**What to do:** Each line of the entries that mentions the string "operations" needs to be reported.

**Exercise data:**
++++++

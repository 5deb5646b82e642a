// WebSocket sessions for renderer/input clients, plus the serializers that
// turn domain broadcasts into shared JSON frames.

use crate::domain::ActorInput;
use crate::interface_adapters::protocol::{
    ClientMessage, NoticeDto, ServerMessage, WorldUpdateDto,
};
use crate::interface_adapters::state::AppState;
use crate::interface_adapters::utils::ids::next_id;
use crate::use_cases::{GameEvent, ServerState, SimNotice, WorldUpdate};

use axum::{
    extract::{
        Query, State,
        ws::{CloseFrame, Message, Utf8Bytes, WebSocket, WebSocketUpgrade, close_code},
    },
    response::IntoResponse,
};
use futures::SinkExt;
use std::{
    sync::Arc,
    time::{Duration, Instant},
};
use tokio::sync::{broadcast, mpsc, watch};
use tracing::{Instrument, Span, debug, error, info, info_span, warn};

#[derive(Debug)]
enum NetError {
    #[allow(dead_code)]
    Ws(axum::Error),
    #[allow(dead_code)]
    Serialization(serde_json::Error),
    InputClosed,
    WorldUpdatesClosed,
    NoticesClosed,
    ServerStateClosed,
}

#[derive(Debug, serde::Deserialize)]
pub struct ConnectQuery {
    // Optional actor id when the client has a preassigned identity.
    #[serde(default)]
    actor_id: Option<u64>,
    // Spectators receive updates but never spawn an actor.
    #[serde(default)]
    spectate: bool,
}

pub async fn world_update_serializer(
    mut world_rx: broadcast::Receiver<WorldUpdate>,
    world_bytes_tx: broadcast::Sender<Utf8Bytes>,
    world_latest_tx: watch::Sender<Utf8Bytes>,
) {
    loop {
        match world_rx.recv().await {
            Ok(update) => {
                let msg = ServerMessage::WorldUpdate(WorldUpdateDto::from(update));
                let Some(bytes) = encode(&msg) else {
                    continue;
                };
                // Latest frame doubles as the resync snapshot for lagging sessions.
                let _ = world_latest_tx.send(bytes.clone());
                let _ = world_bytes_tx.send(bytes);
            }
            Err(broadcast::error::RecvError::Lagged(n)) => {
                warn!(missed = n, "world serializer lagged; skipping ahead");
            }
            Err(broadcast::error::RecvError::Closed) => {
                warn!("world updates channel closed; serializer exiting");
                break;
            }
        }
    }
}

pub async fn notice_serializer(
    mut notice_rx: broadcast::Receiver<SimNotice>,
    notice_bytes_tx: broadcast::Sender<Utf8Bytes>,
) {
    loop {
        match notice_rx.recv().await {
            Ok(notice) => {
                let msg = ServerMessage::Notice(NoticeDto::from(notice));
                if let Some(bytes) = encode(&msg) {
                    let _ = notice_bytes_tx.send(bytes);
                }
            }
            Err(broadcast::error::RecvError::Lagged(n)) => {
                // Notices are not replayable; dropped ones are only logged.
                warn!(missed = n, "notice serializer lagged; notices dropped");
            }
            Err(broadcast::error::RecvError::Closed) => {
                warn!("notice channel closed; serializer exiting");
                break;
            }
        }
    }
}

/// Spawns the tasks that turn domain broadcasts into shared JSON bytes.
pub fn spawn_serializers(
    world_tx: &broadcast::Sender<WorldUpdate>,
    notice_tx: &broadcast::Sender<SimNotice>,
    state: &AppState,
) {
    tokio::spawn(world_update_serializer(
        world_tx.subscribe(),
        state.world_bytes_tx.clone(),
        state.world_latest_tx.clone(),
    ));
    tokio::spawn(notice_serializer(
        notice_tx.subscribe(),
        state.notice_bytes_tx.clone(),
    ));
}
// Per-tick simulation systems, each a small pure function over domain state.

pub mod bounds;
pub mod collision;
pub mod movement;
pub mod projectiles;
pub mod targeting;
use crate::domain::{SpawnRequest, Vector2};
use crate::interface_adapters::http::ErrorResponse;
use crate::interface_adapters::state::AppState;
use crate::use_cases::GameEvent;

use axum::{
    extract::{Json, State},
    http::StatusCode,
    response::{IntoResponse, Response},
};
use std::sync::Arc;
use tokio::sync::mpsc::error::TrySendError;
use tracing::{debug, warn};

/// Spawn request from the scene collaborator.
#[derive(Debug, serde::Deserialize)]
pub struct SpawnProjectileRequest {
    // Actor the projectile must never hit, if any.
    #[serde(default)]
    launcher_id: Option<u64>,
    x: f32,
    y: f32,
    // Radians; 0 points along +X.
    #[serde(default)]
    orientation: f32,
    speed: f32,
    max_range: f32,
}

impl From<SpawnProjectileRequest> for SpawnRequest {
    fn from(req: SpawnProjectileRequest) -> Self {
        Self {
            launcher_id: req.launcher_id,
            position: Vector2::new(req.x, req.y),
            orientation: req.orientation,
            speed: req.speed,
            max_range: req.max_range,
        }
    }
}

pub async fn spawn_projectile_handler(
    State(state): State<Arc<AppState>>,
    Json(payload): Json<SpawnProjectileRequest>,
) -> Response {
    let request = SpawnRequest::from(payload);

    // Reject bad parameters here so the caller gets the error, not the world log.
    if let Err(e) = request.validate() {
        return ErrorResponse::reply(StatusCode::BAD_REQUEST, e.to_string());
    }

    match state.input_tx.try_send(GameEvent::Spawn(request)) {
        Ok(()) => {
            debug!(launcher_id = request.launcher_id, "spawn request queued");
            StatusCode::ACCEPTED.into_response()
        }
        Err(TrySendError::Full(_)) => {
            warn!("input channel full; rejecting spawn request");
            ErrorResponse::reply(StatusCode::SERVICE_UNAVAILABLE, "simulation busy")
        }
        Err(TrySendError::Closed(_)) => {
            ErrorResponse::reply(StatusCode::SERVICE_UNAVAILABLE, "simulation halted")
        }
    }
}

++++++

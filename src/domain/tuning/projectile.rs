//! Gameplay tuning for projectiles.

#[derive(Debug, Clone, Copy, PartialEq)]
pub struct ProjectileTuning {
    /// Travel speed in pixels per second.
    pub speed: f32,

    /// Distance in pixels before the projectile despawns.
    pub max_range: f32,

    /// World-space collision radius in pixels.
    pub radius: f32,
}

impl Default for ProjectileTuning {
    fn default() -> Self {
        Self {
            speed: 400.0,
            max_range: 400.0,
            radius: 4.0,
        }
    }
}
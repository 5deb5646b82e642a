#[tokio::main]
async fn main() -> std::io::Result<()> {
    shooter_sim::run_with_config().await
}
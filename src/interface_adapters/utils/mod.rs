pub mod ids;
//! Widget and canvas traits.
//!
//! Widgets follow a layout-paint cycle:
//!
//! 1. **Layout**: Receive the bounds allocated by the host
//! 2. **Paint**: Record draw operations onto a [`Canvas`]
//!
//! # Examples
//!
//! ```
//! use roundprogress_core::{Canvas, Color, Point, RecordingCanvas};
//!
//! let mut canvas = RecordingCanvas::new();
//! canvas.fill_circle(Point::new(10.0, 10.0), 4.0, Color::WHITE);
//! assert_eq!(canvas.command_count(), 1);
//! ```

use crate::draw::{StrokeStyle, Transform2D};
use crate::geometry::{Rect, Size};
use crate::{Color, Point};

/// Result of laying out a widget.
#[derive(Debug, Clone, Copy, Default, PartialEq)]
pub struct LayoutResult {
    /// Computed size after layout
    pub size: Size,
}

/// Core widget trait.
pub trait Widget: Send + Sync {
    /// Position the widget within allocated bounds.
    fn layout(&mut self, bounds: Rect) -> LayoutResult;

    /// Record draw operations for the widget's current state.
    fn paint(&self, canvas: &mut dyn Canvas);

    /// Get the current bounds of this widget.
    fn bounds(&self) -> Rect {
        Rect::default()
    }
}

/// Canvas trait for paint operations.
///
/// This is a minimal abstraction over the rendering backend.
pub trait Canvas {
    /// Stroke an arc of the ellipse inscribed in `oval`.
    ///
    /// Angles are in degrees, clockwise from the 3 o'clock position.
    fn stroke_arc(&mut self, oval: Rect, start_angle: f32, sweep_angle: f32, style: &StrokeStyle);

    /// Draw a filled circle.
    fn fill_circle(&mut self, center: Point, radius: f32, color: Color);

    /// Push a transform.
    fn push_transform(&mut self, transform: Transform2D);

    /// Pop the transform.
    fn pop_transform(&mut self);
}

++++++

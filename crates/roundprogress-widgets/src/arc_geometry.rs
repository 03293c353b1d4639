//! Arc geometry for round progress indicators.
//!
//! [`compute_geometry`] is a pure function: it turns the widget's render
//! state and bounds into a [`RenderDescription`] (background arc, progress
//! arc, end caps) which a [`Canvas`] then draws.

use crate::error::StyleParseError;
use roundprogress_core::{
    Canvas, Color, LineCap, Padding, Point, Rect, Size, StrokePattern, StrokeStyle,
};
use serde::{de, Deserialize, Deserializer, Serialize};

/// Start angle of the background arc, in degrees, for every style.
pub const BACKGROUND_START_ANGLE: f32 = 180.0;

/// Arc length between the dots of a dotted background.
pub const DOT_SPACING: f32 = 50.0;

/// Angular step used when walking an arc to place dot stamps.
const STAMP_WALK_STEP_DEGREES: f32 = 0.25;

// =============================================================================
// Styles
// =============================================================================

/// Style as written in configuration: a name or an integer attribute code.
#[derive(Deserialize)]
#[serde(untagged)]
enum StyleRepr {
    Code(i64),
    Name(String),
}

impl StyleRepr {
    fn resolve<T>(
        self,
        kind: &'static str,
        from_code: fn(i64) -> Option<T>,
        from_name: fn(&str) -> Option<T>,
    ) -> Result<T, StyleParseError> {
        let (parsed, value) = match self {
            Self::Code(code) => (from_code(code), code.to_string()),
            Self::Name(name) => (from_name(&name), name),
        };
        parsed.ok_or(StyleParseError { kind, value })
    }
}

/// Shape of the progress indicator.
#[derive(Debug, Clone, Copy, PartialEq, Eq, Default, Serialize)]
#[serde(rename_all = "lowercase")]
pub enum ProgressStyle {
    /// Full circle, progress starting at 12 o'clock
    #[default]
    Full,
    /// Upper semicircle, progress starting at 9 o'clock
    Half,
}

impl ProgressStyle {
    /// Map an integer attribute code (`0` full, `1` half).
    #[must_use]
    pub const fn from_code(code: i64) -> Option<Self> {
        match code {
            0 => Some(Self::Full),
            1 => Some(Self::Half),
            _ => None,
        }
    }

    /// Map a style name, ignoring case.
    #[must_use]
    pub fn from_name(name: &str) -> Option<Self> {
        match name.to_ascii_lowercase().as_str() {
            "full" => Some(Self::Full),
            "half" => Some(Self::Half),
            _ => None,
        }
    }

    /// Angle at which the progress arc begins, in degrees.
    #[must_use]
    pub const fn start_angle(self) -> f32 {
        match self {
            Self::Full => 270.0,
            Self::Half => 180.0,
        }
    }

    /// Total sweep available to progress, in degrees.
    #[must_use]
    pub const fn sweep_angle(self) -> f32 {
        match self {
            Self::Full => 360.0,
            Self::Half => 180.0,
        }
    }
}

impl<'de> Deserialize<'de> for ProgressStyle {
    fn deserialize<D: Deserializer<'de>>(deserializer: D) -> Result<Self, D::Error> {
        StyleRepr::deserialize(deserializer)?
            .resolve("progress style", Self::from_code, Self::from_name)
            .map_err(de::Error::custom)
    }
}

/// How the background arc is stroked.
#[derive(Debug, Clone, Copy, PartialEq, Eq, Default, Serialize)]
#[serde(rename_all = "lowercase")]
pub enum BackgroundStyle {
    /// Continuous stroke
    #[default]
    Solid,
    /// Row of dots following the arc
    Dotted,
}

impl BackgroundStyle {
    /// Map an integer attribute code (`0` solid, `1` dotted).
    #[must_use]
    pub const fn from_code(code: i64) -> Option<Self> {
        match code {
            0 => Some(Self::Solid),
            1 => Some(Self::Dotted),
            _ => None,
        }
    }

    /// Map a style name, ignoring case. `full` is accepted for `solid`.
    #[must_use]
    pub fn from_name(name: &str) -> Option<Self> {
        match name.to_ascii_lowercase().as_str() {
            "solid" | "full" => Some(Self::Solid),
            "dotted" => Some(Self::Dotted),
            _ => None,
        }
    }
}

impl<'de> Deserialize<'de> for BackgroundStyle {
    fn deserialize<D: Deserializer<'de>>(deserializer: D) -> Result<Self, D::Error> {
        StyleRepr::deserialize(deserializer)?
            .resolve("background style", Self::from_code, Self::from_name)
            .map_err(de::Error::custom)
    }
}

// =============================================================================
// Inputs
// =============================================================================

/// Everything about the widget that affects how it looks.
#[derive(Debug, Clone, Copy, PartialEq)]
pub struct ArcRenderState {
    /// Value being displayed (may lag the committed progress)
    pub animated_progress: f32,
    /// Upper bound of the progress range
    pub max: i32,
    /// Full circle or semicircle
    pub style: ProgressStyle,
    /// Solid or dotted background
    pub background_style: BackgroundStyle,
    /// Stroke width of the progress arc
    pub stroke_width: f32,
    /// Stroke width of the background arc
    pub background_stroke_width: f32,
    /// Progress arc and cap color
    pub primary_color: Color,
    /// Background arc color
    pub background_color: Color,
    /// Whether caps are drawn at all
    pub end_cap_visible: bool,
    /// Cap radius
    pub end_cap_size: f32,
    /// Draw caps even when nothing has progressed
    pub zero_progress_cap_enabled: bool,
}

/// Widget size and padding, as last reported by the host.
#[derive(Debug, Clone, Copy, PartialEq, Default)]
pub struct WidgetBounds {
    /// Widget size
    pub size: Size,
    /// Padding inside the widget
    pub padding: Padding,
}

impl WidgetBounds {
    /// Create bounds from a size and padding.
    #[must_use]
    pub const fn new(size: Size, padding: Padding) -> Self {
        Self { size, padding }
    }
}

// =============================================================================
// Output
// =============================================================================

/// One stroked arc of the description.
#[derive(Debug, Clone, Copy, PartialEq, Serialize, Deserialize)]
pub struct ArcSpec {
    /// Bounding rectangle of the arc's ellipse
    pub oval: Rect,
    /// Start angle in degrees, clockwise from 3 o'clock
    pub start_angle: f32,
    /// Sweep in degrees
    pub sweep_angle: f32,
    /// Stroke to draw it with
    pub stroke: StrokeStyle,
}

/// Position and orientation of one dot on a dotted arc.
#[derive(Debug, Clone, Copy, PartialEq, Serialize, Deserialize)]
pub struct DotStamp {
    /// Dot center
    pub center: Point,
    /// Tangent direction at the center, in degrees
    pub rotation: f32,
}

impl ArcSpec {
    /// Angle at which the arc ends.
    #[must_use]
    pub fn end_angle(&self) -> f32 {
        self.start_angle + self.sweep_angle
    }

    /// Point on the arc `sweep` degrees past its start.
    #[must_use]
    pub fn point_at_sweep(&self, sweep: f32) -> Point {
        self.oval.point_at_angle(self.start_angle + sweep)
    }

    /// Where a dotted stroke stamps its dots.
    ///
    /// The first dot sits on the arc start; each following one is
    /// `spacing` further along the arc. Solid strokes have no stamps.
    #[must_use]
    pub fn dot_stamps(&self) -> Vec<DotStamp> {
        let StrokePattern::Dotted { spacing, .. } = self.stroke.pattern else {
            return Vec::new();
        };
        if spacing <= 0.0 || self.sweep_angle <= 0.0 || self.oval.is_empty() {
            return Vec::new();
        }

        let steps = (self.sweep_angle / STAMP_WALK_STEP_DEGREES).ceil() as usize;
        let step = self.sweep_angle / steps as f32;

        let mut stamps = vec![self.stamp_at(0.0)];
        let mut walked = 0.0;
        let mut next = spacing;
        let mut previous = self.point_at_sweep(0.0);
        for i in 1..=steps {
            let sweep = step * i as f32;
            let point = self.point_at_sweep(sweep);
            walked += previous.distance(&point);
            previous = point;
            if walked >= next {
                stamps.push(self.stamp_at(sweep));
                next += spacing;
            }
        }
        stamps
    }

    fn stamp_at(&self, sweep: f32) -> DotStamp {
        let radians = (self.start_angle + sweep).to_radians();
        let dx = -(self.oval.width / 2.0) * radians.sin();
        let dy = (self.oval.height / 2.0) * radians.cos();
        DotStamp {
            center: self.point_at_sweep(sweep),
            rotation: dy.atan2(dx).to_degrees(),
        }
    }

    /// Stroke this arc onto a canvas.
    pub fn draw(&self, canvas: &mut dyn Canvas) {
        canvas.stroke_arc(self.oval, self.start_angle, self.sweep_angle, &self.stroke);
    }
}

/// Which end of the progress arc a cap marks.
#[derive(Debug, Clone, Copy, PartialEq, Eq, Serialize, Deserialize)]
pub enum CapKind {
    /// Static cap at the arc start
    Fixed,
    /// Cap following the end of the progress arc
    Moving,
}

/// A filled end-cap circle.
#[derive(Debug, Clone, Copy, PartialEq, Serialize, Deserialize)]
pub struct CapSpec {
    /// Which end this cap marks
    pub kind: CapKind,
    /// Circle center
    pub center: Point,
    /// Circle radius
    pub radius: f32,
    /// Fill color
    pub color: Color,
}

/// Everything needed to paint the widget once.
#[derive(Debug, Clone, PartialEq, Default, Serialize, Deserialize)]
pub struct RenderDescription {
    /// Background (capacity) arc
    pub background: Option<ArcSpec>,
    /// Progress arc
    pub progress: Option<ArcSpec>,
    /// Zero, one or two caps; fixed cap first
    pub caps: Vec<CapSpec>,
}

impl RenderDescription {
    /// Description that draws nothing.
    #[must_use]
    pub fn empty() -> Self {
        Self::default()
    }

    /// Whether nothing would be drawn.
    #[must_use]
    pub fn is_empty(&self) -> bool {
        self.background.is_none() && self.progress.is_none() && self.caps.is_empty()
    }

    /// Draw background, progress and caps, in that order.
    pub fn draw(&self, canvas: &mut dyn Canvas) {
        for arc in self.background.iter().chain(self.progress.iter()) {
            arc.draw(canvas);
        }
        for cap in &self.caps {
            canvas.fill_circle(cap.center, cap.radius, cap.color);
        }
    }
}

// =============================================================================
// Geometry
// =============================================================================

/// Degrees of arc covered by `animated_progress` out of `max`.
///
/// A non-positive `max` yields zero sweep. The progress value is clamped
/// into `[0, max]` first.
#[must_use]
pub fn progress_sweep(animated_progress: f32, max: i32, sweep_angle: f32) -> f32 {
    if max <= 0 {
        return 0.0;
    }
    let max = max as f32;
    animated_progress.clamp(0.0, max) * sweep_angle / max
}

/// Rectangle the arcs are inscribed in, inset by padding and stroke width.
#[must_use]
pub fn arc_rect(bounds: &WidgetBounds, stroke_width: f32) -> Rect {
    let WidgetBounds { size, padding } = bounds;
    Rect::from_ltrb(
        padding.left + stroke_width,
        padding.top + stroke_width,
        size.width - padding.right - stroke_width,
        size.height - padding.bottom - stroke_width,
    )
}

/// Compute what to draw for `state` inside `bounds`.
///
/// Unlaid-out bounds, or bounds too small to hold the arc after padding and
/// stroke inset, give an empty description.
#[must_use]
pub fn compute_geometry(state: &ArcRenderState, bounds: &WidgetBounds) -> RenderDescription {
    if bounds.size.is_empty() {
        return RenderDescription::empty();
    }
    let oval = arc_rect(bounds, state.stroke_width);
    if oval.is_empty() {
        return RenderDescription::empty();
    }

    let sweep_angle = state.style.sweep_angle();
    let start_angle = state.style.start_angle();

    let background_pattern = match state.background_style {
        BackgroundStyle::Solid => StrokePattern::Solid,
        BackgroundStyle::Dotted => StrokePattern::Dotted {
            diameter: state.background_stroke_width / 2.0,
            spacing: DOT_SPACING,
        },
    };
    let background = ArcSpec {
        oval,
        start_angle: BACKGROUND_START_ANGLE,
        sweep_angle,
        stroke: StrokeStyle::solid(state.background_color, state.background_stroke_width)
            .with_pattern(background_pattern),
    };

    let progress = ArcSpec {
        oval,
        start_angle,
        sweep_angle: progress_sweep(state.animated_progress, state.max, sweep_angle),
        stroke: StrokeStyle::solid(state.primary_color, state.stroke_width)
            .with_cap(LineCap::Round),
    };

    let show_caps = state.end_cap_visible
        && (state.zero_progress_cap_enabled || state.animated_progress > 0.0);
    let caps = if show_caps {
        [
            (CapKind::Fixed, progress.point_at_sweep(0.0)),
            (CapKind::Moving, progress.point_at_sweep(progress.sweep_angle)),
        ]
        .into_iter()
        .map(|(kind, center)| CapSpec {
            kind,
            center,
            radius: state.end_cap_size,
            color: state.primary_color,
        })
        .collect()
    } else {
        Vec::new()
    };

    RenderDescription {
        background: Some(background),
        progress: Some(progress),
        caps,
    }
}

++++++

**Reply:**
//! 2. **Paint**: Record draw operations onto a [`Canvas`]
    /// Record draw operations for the widget's current state.
/// Canvas trait for paint operations.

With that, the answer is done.